What is required :: Lines below starting with the line with "been superseded everywhere." and going on through the line with "let mut removed = Vec::new();" must be output exactly; the rest of the records must be left out.
#### Provided information
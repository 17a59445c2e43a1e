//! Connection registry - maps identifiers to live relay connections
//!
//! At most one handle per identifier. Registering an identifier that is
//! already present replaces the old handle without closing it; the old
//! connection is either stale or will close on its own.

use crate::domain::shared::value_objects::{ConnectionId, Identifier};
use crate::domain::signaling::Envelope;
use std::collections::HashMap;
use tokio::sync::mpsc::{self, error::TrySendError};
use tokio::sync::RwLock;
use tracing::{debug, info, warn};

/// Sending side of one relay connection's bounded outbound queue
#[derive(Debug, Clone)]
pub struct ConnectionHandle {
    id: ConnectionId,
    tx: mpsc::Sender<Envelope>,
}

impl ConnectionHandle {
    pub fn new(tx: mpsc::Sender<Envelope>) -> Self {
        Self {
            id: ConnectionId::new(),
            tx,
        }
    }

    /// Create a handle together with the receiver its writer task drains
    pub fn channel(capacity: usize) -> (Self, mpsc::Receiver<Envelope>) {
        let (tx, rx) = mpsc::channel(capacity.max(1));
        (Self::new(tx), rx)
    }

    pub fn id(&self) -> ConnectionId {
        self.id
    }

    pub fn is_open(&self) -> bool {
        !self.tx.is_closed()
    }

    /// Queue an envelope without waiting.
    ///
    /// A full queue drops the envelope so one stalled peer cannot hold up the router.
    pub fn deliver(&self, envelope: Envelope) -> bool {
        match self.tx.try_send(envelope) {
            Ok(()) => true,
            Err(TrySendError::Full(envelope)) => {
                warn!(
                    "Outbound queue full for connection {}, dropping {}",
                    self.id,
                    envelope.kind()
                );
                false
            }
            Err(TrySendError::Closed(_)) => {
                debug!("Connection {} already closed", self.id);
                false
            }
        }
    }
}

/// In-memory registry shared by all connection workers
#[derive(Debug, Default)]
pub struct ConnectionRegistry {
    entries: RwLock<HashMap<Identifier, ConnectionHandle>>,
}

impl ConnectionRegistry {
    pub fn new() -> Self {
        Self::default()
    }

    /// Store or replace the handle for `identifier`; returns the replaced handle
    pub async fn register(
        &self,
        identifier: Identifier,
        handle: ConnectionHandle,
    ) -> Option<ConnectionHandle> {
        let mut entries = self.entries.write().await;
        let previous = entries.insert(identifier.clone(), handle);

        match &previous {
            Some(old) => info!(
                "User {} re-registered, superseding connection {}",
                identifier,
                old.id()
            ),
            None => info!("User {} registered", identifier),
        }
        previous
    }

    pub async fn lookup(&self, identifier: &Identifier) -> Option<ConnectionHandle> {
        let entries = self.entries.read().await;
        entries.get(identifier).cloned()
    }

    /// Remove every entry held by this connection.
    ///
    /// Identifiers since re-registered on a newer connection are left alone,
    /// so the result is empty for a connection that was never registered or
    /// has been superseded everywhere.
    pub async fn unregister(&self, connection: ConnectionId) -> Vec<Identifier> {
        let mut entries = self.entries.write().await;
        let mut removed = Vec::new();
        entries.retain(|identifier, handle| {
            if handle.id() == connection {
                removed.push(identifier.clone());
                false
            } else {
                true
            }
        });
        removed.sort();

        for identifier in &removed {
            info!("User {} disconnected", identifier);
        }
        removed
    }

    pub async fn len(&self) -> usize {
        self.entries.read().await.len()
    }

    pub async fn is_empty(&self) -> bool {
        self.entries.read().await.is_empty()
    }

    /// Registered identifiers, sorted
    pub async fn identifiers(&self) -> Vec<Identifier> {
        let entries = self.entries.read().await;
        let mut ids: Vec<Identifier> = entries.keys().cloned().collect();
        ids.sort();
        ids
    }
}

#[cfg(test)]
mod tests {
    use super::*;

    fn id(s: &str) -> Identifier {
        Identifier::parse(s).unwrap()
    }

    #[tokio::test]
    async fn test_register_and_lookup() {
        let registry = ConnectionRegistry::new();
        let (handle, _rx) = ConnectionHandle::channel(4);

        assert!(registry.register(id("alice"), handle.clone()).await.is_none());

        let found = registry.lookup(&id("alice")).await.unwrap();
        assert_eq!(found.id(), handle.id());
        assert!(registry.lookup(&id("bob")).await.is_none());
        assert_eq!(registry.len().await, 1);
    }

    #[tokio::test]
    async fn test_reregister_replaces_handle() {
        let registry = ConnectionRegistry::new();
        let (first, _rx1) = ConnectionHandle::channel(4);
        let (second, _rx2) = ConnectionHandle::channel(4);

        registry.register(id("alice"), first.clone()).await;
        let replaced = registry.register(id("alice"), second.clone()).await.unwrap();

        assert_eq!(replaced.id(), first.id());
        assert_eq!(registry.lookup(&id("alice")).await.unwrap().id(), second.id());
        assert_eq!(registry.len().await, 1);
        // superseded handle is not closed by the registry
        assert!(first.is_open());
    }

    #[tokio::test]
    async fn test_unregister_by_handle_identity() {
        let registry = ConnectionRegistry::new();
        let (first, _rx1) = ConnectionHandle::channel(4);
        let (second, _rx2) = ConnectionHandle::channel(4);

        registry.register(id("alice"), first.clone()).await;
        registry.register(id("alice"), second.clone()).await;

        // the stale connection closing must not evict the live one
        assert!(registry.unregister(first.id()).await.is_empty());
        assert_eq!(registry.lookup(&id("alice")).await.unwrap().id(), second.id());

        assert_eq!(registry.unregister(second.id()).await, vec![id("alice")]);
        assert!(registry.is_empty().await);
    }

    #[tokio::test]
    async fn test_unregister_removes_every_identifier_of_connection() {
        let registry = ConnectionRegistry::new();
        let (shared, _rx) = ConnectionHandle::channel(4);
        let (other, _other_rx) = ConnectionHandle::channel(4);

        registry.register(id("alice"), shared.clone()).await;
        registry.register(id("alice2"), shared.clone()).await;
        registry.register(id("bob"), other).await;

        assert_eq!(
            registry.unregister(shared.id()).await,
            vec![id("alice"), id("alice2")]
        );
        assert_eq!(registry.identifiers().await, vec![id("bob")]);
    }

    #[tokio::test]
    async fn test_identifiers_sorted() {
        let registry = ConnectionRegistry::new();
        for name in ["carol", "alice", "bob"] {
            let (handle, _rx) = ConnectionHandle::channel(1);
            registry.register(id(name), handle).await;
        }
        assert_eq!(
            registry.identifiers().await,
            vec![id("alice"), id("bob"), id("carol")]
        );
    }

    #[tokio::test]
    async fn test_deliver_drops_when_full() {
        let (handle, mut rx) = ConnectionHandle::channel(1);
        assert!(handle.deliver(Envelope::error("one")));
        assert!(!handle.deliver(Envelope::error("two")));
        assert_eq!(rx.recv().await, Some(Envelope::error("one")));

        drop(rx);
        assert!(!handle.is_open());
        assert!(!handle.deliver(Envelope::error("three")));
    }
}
########
#### Provided information
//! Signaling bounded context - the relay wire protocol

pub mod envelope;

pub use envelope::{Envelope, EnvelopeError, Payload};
########
Solution to the problem ::
    /// has been superseded everywhere.
    pub async fn unregister(&self, connection: ConnectionId) -> Vec<Identifier> {
        let mut entries = self.entries.write().await;
        let mut removed = Vec::new();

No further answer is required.